Three different types of pores are present in the sheet with "Primary pores" situated on the six-fold symmetry axis and "Trimer pores" on the three-fold symmetry axis. Asymmetric pores are located between the adjacent trimeric building blocks. The size of the pores are sufficiently large to allow the exchange of metabolites between the organism and the external environment. Whereas the protein constituents of lipid-based barriers, such as bacterial outer membranes, can be rapidly modified in response to physiological or environmental stimuli, the large pore sizes of the S-layer composed of MSTP protein subunits are presumably required to allow passage of molecules across a protective barrier whose molecular features are difficult to modify. An interesting feature of the model proposed for the M. acetivorans S-layer is the overwhelmingly negative charge of the surfaces of the S-layer including the pores. The S-layer thus presents a substantial size and charge barrier to the free passage of molecules across the S-layer.
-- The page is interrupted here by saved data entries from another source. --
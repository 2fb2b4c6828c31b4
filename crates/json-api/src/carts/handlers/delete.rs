//! Delete Cart Line Handler

use std::sync::Arc;

use salvo::{
    oapi::{ToSchema, extract::PathParam},
    prelude::*,
};
use serde::{Deserialize, Serialize};

use crate::{
    carts::errors::{parse_line_id, track_mutation},
    errors::ApiError,
    extensions::*,
    state::State,
};

/// Cart Line Deleted Response
#[derive(Debug, Serialize, Deserialize, ToSchema)]
pub(crate) struct CartLineDeletedResponse {
    /// Always `true`
    pub deleted: bool,
}

/// Delete Cart Line Handler
#[endpoint(
    tags("cart"),
    summary = "Delete Cart Line",
    security(("session_cookie" = [])),
    responses(
        (status_code = StatusCode::OK, description = "Cart line deleted"),
        (status_code = StatusCode::BAD_REQUEST, description = "Bad Request"),
        (status_code = StatusCode::UNAUTHORIZED, description = "Unauthorized"),
        (status_code = StatusCode::NOT_FOUND, description = "Cart line not found"),
        (status_code = StatusCode::INTERNAL_SERVER_ERROR, description = "Internal Server Error"),
    ),
)]
#[tracing::instrument(
    name = "cart.delete",
    skip(id, depot),
    fields(cart_line = tracing::field::Empty),
    err(Debug)
)]
pub(crate) async fn handler(
    id: PathParam<String>,
    depot: &mut Depot,
) -> Result<Json<CartLineDeletedResponse>, ApiError> {
    let state = depot.obtain_or_500::<Arc<State>>()?;
    let owner = depot.identity_or_401()?;
    let line = parse_line_id(&id.into_inner())?;

    tracing::Span::current().record("cart_line", tracing::field::display(line));

    track_mutation("delete", state.app.carts.remove_item(&owner, line).await)?;

    tracing::info!(cart_line = %line, "deleted cart line");

    Ok(Json(CartLineDeletedResponse { deleted: true }))
}

#[cfg(test)]
mod tests {
    use salvo::test::{ResponseExt, TestClient};
    use shopfront_app::domain::carts::{CartsServiceError, MockCartsService, models::CartLineId};
    use testresult::TestResult;

    use crate::test_helpers::carts_service;

    use super::*;

    fn make_service(carts: MockCartsService) -> Service {
        carts_service(carts, Router::with_path("cart/delete/{id}").delete(handler))
    }

    #[tokio::test]
    async fn test_delete_line_success() -> TestResult {
        let id = CartLineId::new();

        let mut carts = MockCartsService::new();

        carts
            .expect_remove_item()
            .once()
            .withf(move |_, line| *line == id)
            .return_once(|_, _| Ok(()));

        let mut res = TestClient::delete(format!("http://example.com/cart/delete/{id}"))
            .send(&make_service(carts))
            .await;

        let body: CartLineDeletedResponse = res.take_json().await?;

        assert_eq!(res.status_code, Some(StatusCode::OK));
        assert!(body.deleted);

        Ok(())
    }

    #[tokio::test]
    async fn test_delete_invalid_id_returns_400() -> TestResult {
        let mut carts = MockCartsService::new();

        carts.expect_remove_item().never();

        let res = TestClient::delete("http://example.com/cart/delete/123")
            .send(&make_service(carts))
            .await;

        assert_eq!(res.status_code, Some(StatusCode::BAD_REQUEST));

        Ok(())
    }

    #[tokio::test]
    async fn test_delete_unknown_line_returns_404() -> TestResult {
        let mut carts = MockCartsService::new();

        carts
            .expect_remove_item()
            .once()
            .return_once(|_, _| Err(CartsServiceError::NotFound));

        let res = TestClient::delete(format!(
            "http://example.com/cart/delete/{}",
            CartLineId::new()
        ))
        .send(&make_service(carts))
        .await;

        assert_eq!(res.status_code, Some(StatusCode::NOT_FOUND));

        Ok(())
    }
}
The two structures of the MA0829 CTR have been deposited in the Protein Data Bank: 3U2G is the accession code for the selenomethionine-labeled protein in the P622 space group and 3U2H is the accession code for the unlabeled protein structure in the C2 space group.

==Applications==

S-layers have many potential biotechnology applications. The use of the high-resolution MA0829 structure to facilitate such studies is complicated by difficulties in reconstituting archaeal S-layers in vitro.